→ **EXERCISE OBJECTIVE**
Below are some entries. Copy each line that holds the string "TimedOut".

→ **DATA**
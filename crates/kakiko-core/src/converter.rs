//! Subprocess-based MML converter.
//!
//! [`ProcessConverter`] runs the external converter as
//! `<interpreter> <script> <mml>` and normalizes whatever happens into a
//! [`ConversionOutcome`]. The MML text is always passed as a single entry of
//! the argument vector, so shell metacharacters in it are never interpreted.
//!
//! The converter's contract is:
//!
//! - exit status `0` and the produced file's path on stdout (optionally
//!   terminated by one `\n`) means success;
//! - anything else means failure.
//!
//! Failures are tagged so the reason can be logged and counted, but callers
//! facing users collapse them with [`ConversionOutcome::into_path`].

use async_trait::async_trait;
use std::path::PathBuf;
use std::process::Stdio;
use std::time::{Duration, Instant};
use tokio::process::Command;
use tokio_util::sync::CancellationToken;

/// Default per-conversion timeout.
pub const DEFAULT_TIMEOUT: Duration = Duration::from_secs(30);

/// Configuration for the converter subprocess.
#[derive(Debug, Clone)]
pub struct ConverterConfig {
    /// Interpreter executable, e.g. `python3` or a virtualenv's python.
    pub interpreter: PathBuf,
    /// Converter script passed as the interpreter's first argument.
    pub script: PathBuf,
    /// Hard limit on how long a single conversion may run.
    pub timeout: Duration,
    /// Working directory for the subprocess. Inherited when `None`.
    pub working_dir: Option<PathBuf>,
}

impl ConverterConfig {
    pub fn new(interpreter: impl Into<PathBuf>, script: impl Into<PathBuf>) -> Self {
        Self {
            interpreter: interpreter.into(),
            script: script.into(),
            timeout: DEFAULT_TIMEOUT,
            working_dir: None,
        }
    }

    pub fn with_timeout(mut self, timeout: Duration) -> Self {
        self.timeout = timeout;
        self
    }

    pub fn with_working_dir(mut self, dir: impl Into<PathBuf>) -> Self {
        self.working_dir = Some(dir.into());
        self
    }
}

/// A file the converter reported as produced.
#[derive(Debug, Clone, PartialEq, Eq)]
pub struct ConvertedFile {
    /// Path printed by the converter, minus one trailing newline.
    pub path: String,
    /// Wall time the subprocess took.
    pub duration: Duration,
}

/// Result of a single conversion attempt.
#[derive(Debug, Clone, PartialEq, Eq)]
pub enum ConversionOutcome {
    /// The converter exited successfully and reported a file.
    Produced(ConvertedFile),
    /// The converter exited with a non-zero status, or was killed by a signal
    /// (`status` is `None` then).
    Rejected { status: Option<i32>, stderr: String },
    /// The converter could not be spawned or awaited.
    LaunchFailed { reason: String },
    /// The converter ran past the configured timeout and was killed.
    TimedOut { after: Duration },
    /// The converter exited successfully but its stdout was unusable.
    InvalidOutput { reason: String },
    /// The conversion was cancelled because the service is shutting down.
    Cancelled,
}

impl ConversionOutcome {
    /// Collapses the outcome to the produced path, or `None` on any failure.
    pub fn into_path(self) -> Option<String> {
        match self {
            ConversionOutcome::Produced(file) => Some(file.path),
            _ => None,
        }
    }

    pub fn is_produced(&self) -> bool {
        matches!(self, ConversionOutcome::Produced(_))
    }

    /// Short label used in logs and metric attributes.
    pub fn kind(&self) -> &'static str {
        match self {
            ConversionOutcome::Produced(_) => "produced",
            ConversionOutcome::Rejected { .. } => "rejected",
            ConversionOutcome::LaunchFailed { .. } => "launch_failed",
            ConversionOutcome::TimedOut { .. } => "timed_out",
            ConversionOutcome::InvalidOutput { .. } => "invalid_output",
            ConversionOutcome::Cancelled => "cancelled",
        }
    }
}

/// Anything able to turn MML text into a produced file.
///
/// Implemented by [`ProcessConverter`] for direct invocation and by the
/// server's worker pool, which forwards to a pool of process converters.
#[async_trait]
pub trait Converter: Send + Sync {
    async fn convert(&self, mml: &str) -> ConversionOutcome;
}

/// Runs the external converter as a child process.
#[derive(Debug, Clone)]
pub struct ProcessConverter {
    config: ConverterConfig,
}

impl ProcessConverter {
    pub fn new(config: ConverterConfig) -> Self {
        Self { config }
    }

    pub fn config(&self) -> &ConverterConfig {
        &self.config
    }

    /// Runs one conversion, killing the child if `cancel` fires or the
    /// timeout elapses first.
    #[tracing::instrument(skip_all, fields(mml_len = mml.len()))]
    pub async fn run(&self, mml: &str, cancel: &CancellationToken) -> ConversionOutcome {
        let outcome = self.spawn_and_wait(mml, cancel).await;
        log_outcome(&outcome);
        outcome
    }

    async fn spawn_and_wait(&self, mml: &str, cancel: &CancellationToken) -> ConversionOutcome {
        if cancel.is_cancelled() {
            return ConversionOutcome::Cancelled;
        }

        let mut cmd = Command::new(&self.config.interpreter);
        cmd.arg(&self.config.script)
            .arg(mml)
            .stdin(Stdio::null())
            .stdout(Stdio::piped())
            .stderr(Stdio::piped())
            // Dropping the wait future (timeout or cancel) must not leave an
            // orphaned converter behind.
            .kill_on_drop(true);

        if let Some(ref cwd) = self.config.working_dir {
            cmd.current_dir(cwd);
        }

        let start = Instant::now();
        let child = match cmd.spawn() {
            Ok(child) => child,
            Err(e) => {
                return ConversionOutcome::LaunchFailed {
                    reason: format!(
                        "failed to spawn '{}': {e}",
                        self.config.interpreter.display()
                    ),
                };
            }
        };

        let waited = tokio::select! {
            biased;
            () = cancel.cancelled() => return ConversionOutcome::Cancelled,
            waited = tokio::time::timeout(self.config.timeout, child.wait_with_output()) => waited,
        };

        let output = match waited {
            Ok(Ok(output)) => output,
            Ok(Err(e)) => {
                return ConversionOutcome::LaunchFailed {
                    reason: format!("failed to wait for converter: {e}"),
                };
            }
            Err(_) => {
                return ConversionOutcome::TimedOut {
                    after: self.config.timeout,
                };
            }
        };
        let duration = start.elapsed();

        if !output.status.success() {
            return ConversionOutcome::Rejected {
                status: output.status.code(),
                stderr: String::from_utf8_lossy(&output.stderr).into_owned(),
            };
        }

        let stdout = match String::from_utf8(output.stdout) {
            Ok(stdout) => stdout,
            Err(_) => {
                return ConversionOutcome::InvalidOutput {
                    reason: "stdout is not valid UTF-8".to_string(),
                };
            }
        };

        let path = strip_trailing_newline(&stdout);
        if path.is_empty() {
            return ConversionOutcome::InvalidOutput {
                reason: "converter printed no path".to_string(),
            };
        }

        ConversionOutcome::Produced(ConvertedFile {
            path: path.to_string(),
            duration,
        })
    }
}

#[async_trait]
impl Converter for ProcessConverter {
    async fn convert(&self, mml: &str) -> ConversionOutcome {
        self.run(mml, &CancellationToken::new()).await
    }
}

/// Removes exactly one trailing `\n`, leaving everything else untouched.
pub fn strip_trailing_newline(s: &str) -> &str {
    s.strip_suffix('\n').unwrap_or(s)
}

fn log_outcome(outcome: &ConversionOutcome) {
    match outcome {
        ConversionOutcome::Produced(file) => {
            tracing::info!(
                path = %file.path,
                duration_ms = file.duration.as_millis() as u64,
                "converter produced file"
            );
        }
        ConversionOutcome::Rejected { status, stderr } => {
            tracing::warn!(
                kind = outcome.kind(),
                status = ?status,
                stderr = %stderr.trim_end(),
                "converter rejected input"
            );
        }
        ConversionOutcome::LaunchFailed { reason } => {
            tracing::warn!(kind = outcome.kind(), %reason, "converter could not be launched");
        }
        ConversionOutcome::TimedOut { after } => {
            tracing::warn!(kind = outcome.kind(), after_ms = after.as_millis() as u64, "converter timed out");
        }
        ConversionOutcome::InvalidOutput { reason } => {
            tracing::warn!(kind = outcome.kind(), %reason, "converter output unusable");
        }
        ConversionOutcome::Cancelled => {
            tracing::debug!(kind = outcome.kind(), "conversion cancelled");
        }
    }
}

→ **RESPONSE TO THE EXERCISE**
    TimedOut { after: Duration },
            ConversionOutcome::TimedOut { .. } => "timed_out",
                return ConversionOutcome::TimedOut {
        ConversionOutcome::TimedOut { after } => {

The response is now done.